Problem to work on -> Repeat the lines from the line with "a nested attribute." to the line with "if let Some(len)" in the listing below, keeping both end lines and adding nothing.

Material supplied ->
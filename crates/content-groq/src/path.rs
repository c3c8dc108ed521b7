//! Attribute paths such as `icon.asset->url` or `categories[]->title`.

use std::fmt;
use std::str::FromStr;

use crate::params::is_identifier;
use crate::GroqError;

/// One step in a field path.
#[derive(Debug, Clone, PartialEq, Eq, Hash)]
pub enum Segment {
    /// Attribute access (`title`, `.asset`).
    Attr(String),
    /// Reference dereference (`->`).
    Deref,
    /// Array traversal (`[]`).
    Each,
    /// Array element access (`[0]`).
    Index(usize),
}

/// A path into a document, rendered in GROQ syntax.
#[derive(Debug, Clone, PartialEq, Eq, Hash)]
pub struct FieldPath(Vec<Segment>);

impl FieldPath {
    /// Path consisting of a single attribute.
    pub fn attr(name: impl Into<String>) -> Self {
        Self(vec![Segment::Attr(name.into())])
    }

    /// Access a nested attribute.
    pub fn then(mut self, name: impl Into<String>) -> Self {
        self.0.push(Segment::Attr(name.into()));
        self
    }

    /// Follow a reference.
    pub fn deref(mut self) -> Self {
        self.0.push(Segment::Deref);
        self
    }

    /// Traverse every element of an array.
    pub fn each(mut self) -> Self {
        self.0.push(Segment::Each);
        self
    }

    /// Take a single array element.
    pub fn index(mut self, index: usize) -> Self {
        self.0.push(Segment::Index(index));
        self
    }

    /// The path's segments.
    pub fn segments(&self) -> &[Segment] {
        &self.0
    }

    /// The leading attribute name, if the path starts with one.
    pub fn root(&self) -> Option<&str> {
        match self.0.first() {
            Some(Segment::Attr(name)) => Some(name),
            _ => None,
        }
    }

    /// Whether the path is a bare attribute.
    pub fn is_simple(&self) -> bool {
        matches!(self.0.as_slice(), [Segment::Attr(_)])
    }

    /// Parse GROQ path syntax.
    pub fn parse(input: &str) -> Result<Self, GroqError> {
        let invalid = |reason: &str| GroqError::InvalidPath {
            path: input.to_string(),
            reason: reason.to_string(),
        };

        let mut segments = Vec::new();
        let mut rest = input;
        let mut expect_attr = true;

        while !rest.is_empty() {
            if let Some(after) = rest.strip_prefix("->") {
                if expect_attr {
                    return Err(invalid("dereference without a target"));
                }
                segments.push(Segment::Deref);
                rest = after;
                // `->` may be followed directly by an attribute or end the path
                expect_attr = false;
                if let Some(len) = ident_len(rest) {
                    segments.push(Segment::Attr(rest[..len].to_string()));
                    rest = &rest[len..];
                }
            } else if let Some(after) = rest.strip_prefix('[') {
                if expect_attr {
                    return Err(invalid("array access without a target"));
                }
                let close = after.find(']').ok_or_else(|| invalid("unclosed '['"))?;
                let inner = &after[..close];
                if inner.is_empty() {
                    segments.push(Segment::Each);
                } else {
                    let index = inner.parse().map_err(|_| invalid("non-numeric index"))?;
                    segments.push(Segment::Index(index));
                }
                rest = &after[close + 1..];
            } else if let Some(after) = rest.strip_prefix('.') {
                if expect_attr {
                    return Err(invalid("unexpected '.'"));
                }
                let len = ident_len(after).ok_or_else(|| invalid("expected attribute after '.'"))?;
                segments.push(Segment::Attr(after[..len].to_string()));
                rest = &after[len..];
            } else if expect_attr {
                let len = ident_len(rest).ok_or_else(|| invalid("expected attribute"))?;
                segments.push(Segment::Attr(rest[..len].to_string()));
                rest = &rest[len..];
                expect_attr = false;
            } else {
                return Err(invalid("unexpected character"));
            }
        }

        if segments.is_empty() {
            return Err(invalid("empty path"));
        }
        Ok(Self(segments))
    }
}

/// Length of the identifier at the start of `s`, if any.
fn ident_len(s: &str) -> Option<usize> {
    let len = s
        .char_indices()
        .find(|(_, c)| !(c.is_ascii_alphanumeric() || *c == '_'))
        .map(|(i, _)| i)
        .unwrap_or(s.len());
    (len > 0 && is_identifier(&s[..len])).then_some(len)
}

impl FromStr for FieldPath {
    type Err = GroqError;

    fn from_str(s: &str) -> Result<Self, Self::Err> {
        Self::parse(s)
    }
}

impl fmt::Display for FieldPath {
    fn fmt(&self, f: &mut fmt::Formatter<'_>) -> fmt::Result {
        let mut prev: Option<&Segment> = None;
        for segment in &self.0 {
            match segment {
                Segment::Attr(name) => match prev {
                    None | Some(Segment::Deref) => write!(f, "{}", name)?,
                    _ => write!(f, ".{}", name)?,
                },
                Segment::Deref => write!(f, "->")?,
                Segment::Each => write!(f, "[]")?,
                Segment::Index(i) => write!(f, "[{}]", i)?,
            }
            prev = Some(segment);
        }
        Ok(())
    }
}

==

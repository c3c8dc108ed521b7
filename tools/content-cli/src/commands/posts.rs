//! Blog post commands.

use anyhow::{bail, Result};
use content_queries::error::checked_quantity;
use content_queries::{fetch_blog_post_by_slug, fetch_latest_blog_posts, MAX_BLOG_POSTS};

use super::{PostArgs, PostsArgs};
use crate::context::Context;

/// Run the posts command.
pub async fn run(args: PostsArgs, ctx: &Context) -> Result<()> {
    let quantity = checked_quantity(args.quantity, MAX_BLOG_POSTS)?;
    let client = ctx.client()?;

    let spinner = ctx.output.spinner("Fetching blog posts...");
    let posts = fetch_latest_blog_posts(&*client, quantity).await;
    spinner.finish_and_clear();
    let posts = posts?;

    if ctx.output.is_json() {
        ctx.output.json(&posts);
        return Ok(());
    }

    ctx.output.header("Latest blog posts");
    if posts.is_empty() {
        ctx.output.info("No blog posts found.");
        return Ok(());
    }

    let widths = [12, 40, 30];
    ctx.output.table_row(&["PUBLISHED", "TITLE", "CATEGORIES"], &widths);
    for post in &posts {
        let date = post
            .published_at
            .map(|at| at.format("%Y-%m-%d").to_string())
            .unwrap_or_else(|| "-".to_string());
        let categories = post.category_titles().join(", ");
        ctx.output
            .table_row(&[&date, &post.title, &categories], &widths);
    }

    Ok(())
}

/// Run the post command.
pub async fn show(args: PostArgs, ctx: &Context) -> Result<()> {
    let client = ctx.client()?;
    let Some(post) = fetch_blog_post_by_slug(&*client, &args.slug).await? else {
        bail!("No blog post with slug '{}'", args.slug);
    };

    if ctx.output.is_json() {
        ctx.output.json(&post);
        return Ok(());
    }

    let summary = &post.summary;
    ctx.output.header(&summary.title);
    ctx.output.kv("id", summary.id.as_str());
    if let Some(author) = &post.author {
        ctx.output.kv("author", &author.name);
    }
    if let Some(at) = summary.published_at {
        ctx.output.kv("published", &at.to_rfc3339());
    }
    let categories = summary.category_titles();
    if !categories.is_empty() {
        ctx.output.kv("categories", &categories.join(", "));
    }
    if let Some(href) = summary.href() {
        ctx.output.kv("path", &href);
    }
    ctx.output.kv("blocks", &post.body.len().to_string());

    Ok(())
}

---

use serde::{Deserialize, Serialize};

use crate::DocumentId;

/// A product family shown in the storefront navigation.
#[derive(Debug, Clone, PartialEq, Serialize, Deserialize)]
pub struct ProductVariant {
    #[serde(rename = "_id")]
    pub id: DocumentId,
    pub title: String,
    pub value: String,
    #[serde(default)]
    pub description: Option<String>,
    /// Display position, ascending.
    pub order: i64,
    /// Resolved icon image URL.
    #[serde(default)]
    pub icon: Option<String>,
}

Task result ->
    /// Access a nested attribute.
    pub fn then(mut self, name: impl Into<String>) -> Self {
        self.0.push(Segment::Attr(name.into()));
        self
    }

    /// Follow a reference.
    pub fn deref(mut self) -> Self {
        self.0.push(Segment::Deref);
        self
    }

    /// Traverse every element of an array.
    pub fn each(mut self) -> Self {
        self.0.push(Segment::Each);
        self
    }

    /// Take a single array element.
    pub fn index(mut self, index: usize) -> Self {
        self.0.push(Segment::Index(index));
        self
    }

    /// The path's segments.
    pub fn segments(&self) -> &[Segment] {
        &self.0
    }

    /// The leading attribute name, if the path starts with one.
    pub fn root(&self) -> Option<&str> {
        match self.0.first() {
            Some(Segment::Attr(name)) => Some(name),
            _ => None,
        }
    }

    /// Whether the path is a bare attribute.
    pub fn is_simple(&self) -> bool {
        matches!(self.0.as_slice(), [Segment::Attr(_)])
    }

    /// Parse GROQ path syntax.
    pub fn parse(input: &str) -> Result<Self, GroqError> {
        let invalid = |reason: &str| GroqError::InvalidPath {
            path: input.to_string(),
            reason: reason.to_string(),
        };

        let mut segments = Vec::new();
        let mut rest = input;
        let mut expect_attr = true;

        while !rest.is_empty() {
            if let Some(after) = rest.strip_prefix("->") {
                if expect_attr {
                    return Err(invalid("dereference without a target"));
                }
                segments.push(Segment::Deref);
                rest = after;
                // `->` may be followed directly by an attribute or end the path
                expect_attr = false;
                if let Some(len) = ident_len(rest) {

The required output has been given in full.